EXCERPTED RECORDS –
((

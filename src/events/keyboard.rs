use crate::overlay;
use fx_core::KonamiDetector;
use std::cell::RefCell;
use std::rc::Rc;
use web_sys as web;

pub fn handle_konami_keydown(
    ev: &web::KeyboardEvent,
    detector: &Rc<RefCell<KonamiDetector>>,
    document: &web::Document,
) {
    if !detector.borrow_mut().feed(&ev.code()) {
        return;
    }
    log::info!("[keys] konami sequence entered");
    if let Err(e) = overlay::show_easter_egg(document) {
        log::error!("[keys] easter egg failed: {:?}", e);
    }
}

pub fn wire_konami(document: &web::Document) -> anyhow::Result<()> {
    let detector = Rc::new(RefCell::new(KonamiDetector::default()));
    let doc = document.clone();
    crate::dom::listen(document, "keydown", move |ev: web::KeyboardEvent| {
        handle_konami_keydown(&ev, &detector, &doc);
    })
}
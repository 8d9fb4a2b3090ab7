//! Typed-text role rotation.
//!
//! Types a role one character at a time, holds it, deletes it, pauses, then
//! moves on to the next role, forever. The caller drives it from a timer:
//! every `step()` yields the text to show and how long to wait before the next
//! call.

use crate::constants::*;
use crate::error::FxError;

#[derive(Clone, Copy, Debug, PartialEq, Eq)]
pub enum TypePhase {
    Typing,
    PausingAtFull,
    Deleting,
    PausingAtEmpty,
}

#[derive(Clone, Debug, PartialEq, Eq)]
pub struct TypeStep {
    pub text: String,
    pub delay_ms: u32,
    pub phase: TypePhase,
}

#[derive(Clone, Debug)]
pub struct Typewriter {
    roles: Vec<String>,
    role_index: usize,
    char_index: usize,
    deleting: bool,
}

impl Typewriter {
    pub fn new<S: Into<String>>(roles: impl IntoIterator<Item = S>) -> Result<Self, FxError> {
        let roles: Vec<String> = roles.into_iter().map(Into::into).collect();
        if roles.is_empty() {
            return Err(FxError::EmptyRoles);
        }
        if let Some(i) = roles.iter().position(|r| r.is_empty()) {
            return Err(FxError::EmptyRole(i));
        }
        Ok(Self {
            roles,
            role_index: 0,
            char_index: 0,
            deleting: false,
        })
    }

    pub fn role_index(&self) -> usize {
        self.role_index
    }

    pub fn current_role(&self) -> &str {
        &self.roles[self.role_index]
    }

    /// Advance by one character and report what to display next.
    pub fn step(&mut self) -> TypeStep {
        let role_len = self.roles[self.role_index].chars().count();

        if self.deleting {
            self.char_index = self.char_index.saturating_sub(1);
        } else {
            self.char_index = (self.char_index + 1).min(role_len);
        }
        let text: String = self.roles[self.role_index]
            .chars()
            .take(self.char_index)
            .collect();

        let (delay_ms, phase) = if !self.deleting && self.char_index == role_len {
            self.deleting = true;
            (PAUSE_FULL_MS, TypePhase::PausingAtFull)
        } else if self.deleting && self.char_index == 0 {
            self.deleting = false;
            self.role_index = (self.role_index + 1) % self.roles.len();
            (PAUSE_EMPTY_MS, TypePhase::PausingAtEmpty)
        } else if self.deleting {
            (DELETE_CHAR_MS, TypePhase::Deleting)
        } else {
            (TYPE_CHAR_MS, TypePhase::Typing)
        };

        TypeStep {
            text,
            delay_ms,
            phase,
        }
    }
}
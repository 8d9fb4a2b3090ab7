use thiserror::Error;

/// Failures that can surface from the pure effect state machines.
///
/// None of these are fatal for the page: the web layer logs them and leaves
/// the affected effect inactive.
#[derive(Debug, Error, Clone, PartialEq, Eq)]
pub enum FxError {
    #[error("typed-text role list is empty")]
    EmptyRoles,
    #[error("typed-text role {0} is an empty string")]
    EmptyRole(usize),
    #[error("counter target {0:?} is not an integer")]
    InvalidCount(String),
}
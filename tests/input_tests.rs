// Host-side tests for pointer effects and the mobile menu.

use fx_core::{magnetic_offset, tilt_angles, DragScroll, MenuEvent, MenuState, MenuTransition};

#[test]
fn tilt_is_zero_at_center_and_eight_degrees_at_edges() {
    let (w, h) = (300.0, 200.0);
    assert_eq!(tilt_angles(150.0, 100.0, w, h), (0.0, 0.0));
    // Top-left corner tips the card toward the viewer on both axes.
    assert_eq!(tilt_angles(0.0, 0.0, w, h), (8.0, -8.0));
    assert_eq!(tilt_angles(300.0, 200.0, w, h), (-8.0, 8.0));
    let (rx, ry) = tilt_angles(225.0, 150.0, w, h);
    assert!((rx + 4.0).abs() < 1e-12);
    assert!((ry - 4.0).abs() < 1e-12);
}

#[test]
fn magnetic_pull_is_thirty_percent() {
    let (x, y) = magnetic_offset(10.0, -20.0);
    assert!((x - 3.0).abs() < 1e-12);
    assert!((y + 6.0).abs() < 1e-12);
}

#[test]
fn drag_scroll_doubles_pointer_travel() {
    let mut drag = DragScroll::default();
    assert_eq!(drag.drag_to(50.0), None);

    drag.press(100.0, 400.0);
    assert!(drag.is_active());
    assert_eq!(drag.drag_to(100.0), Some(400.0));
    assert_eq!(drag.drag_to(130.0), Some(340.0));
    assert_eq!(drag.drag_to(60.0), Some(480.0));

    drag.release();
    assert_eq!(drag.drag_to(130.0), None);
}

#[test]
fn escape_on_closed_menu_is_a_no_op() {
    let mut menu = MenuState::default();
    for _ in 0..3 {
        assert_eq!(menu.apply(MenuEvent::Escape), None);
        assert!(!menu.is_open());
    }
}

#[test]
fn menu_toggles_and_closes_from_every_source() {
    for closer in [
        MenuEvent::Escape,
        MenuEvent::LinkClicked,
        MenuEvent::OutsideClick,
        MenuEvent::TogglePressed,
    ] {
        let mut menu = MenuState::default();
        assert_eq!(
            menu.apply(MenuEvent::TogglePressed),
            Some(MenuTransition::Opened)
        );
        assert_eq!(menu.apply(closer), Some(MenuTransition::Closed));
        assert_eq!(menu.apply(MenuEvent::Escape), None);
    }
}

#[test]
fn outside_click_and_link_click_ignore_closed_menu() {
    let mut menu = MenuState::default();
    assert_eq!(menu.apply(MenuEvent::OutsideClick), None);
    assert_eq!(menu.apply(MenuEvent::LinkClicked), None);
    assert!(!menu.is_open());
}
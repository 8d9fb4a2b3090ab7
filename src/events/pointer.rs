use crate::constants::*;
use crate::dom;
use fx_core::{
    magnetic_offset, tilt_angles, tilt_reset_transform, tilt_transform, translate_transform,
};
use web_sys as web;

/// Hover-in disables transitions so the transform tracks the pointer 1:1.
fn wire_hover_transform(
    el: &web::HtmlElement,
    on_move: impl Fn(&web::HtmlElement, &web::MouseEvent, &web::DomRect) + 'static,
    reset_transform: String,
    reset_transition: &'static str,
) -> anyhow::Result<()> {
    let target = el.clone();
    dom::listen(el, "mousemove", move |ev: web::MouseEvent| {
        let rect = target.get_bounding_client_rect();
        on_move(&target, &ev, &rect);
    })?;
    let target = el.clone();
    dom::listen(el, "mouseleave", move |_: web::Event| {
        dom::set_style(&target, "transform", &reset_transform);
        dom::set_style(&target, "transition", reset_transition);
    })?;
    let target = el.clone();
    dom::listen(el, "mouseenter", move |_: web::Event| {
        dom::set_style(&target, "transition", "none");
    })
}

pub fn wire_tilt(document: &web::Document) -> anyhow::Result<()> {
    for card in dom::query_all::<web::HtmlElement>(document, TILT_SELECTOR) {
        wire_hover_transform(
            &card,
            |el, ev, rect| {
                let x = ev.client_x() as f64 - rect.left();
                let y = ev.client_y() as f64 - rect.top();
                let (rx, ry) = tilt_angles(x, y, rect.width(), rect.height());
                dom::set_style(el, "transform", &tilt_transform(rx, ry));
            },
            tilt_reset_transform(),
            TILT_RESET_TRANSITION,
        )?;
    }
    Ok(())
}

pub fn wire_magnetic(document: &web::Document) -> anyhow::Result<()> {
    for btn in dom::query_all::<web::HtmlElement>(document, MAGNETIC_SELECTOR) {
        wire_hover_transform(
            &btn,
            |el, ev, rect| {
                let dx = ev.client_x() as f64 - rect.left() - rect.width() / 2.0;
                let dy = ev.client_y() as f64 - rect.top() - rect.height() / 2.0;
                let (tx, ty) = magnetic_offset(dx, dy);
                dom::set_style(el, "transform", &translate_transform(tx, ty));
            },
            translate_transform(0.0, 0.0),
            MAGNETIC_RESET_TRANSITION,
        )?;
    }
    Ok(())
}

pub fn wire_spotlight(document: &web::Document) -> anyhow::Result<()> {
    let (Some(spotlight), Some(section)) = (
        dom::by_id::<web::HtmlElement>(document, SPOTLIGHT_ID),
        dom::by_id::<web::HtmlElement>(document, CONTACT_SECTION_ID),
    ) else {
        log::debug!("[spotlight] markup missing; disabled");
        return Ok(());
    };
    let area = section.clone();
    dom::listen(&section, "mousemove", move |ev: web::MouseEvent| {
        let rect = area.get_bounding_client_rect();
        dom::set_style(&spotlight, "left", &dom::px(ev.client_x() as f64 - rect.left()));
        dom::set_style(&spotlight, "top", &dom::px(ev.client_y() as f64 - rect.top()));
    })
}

))
((

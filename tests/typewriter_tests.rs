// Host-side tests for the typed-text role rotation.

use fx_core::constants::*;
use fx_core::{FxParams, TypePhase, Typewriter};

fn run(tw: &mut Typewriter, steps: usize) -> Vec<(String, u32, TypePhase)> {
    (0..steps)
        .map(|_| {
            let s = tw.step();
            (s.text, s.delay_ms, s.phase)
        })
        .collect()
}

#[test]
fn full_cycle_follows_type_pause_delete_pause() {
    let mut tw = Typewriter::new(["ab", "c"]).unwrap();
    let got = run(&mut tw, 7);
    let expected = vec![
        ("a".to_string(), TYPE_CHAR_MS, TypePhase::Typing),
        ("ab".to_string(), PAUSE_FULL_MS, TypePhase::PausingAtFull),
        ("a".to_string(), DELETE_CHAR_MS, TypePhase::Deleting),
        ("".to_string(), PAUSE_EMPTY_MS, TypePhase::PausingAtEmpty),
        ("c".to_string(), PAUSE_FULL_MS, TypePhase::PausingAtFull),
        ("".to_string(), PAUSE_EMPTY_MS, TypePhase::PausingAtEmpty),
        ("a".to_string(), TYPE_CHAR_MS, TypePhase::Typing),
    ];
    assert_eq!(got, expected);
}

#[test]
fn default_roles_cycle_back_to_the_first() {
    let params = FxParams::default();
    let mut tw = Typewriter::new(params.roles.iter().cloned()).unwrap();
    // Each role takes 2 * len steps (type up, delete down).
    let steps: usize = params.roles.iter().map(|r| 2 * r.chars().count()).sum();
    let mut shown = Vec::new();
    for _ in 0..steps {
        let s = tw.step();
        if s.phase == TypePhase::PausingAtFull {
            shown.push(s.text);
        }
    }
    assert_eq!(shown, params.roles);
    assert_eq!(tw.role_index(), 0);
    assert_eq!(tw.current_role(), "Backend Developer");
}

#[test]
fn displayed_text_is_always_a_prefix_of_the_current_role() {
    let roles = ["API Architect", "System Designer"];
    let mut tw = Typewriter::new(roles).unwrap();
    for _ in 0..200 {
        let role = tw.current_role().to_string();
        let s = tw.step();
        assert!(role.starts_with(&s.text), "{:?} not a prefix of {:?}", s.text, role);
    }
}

))
((

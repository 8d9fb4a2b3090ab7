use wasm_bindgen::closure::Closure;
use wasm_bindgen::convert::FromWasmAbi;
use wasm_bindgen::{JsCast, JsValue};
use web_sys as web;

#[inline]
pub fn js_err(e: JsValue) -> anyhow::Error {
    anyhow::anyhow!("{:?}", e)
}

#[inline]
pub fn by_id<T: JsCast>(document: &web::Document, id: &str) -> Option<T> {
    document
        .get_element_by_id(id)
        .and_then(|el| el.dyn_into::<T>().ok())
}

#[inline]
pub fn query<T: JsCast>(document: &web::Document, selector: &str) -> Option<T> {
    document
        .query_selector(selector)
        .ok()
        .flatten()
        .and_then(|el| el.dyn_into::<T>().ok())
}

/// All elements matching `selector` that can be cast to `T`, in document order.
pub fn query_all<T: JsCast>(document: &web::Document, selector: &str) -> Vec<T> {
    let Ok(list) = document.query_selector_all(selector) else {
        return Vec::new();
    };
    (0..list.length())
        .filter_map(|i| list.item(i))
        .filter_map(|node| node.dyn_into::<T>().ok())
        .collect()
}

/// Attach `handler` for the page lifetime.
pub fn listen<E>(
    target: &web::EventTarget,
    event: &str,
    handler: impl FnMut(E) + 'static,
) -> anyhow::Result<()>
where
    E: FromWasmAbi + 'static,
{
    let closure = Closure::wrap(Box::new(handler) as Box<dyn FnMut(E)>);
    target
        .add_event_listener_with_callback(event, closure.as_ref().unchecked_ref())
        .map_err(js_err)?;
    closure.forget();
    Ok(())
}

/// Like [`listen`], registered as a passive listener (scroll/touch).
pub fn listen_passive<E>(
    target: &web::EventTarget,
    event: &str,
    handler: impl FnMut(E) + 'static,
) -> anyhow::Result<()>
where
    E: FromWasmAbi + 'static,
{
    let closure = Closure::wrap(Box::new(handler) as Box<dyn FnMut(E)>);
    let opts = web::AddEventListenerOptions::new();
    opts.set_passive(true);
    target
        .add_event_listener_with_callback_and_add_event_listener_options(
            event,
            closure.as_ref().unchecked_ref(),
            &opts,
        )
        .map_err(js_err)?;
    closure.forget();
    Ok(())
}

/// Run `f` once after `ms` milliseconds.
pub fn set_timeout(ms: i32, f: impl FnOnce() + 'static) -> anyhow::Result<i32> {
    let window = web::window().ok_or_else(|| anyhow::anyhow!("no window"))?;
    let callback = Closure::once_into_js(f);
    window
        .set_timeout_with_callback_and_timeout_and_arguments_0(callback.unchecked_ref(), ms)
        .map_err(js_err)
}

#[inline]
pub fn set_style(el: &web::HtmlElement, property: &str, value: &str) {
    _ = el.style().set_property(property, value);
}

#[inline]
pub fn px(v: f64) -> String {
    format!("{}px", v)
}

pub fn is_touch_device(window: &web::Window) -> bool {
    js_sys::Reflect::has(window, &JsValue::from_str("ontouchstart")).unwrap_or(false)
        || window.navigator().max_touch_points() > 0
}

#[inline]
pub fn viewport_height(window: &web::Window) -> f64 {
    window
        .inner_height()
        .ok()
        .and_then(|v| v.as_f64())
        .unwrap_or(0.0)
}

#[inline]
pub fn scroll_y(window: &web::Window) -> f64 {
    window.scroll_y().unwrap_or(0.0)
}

))

ACTIVITY – Return all lines above that mention the word "MenuEvent".

TASK OUTPUT –
use fx_core::{magnetic_offset, tilt_angles, DragScroll, MenuEvent, MenuState, MenuTransition};
        assert_eq!(menu.apply(MenuEvent::Escape), None);
        MenuEvent::Escape,
        MenuEvent::LinkClicked,
        MenuEvent::OutsideClick,
        MenuEvent::TogglePressed,
            menu.apply(MenuEvent::TogglePressed),
        assert_eq!(menu.apply(MenuEvent::Escape), None);
    assert_eq!(menu.apply(MenuEvent::OutsideClick), None);
    assert_eq!(menu.apply(MenuEvent::LinkClicked), None);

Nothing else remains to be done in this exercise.